## Task directions
Where a line below contains "copied", count it. Reply with the total only.
START Task data
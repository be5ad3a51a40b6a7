use alloc::collections::BTreeMap;
use alloc::string::String;
use alloc::sync::Arc;
use alloc::vec::Vec;

use crate::{DefinitionError, Field, FieldOptions, FieldType, Label};

/// The fields of a message type, in declaration order.
///
/// Built once through [`MessageSchemaBuilder`] and shared read-only behind an [`Arc`] by every
/// message of the type.
#[derive(Clone, Debug, PartialEq)]
pub struct MessageSchema {
    name: String,
    fields: Vec<Field>,
    by_name: BTreeMap<String, usize>,
    by_number: BTreeMap<u32, usize>,
}

impl MessageSchema {
    /// Start declaring a message type.
    pub fn builder(name: impl Into<String>) -> MessageSchemaBuilder {
        MessageSchemaBuilder {
            name: name.into(),
            fields: Vec::new(),
            error: None,
        }
    }

    pub fn name(&self) -> &str {
        &self.name
    }

    /// Fields in declaration order.
    pub fn fields(&self) -> &[Field] {
        &self.fields
    }

    pub fn len(&self) -> usize {
        self.fields.len()
    }

    pub fn is_empty(&self) -> bool {
        self.fields.is_empty()
    }

    pub fn field(&self, name: &str) -> Option<&Field> {
        self.index_of(name).map(|i| &self.fields[i])
    }

    pub fn field_by_number(&self, number: u32) -> Option<&Field> {
        self.by_number.get(&number).map(|&i| &self.fields[i])
    }

    /// Position of the named field in declaration order.
    pub fn index_of(&self, name: &str) -> Option<usize> {
        self.by_name.get(name).copied()
    }

    pub(crate) fn index_of_number(&self, number: u32) -> Option<usize> {
        self.by_number.get(&number).copied()
    }
}

/// Builder for [`MessageSchema`].
///
/// The first invalid declaration is reported by [`build`](Self::build).
#[derive(Debug)]
pub struct MessageSchemaBuilder {
    name: String,
    fields: Vec<Field>,
    error: Option<DefinitionError>,
}

impl MessageSchemaBuilder {
    /// Declare a required field.
    pub fn required(self, ty: impl Into<FieldType>, name: impl Into<String>, number: u32) -> Self {
        self.declare(ty.into(), name, number, Label::Required, FieldOptions::new())
    }

    pub fn required_with(
        self,
        ty: impl Into<FieldType>,
        name: impl Into<String>,
        number: u32,
        options: FieldOptions,
    ) -> Self {
        self.declare(ty.into(), name, number, Label::Required, options)
    }

    /// Declare an optional field.
    pub fn optional(self, ty: impl Into<FieldType>, name: impl Into<String>, number: u32) -> Self {
        self.declare(ty.into(), name, number, Label::Optional, FieldOptions::new())
    }

    pub fn optional_with(
        self,
        ty: impl Into<FieldType>,
        name: impl Into<String>,
        number: u32,
        options: FieldOptions,
    ) -> Self {
        self.declare(ty.into(), name, number, Label::Optional, options)
    }

    /// Declare a repeated field.
    pub fn repeated(self, ty: impl Into<FieldType>, name: impl Into<String>, number: u32) -> Self {
        self.declare(ty.into(), name, number, Label::Repeated, FieldOptions::new())
    }

    pub fn repeated_with(
        self,
        ty: impl Into<FieldType>,
        name: impl Into<String>,
        number: u32,
        options: FieldOptions,
    ) -> Self {
        self.declare(ty.into(), name, number, Label::Repeated, options)
    }

    fn declare(self, ty: FieldType, name: impl Into<String>, number: u32, label: Label, options: FieldOptions) -> Self {
        let field = Field::new(ty, name, number, label, options);
        self.field(field)
    }

    /// Add an already constructed field.
    pub fn field(mut self, field: Result<Field, DefinitionError>) -> Self {
        if self.error.is_none() {
            match field {
                Ok(field) => self.fields.push(field),
                Err(e) => self.error = Some(e),
            }
        }
        self
    }

    /// Finish the schema, failing on the first invalid or conflicting declaration.
    pub fn build(self) -> Result<Arc<MessageSchema>, DefinitionError> {
        if let Some(e) = self.error {
            return Err(e);
        }

        let mut by_name = BTreeMap::new();
        let mut by_number = BTreeMap::new();
        for (i, field) in self.fields.iter().enumerate() {
            if by_name.insert(String::from(field.name()), i).is_some() {
                return Err(DefinitionError::DuplicateName {
                    message: self.name,
                    field: field.name().into(),
                });
            }
            if by_number.insert(field.number(), i).is_some() {
                return Err(DefinitionError::DuplicateNumber {
                    message: self.name,
                    number: field.number(),
                });
            }
        }

        Ok(Arc::new(MessageSchema {
            name: self.name,
            fields: self.fields,
            by_name,
            by_number,
        }))
    }
}

#[cfg(test)]
mod tests {
    use super::*;
    use crate::{EnumDescriptor, Value};

    #[test]
    fn declaration_order() {
        let schema = MessageSchema::builder("Request")
            .required(FieldType::String, "name", 2)
            .optional(FieldType::Int32, "count", 1)
            .repeated_with(FieldType::Sint64, "ids", 3, FieldOptions::new().packed())
            .build()
            .unwrap();

        let names = schema.fields().iter().map(Field::name).collect::<Vec<_>>();
        assert_eq!(names, ["name", "count", "ids"]);
        assert_eq!(schema.field("count").map(Field::number), Some(1));
        assert_eq!(schema.field_by_number(3).map(Field::name), Some("ids"));
        assert!(schema.field("ids").unwrap().is_packed());
        assert!(schema.field("name").unwrap().is_required());
        assert!(!schema.field("count").unwrap().is_required());
        assert!(schema.field("missing").is_none());
        assert_eq!(schema.len(), 3);
    }

    #[test]
    fn embedded_and_enum_types() {
        let command = MessageSchema::builder("Command")
            .required(FieldType::String, "name", 1)
            .build()
            .unwrap();
        let kind = Arc::new(EnumDescriptor::new("Type").value("QUERY", 0).value("COUNT", 1));
        let schema = MessageSchema::builder("Request")
            .required(command.clone(), "command", 2)
            .required_with(kind.clone(), "message_type", 1, FieldOptions::new().with_default(1))
            .optional(kind, "other_type", 3)
            .build()
            .unwrap();

        let field = schema.field("command").unwrap();
        assert_eq!(field.ty(), &FieldType::Message(command));
        assert_eq!(field.number(), 2);

        let field = schema.field("message_type").unwrap();
        assert!(matches!(field.ty(), FieldType::Enum(e) if e.name() == "Type"));
        assert_eq!(field.default(), Some(&Value::Int(1)));
        assert_eq!(schema.field("other_type").unwrap().default(), None);
    }

    #[test]
    fn unpackable_fails_build() {
        let res = MessageSchema::builder("Request")
            .repeated_with(FieldType::String, "names", 1, FieldOptions::new().packed())
            .optional(FieldType::Int32, "count", 2)
            .build();
        assert_eq!(
            res,
            Err(DefinitionError::Unpackable {
                field: "names".into(),
                ty: "string".into()
            })
        );
    }

    #[test]
    fn duplicates() {
        let res = MessageSchema::builder("Request")
            .optional(FieldType::Int32, "a", 1)
            .optional(FieldType::Int32, "a", 2)
            .build();
        assert_eq!(
            res,
            Err(DefinitionError::DuplicateName {
                message: "Request".into(),
                field: "a".into()
            })
        );

        let res = MessageSchema::builder("Request")
            .optional(FieldType::Int32, "a", 1)
            .optional(FieldType::Int32, "b", 1)
            .build();
        assert_eq!(
            res,
            Err(DefinitionError::DuplicateNumber {
                message: "Request".into(),
                number: 1
            })
        );
    }
}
END Task data
## Response box
2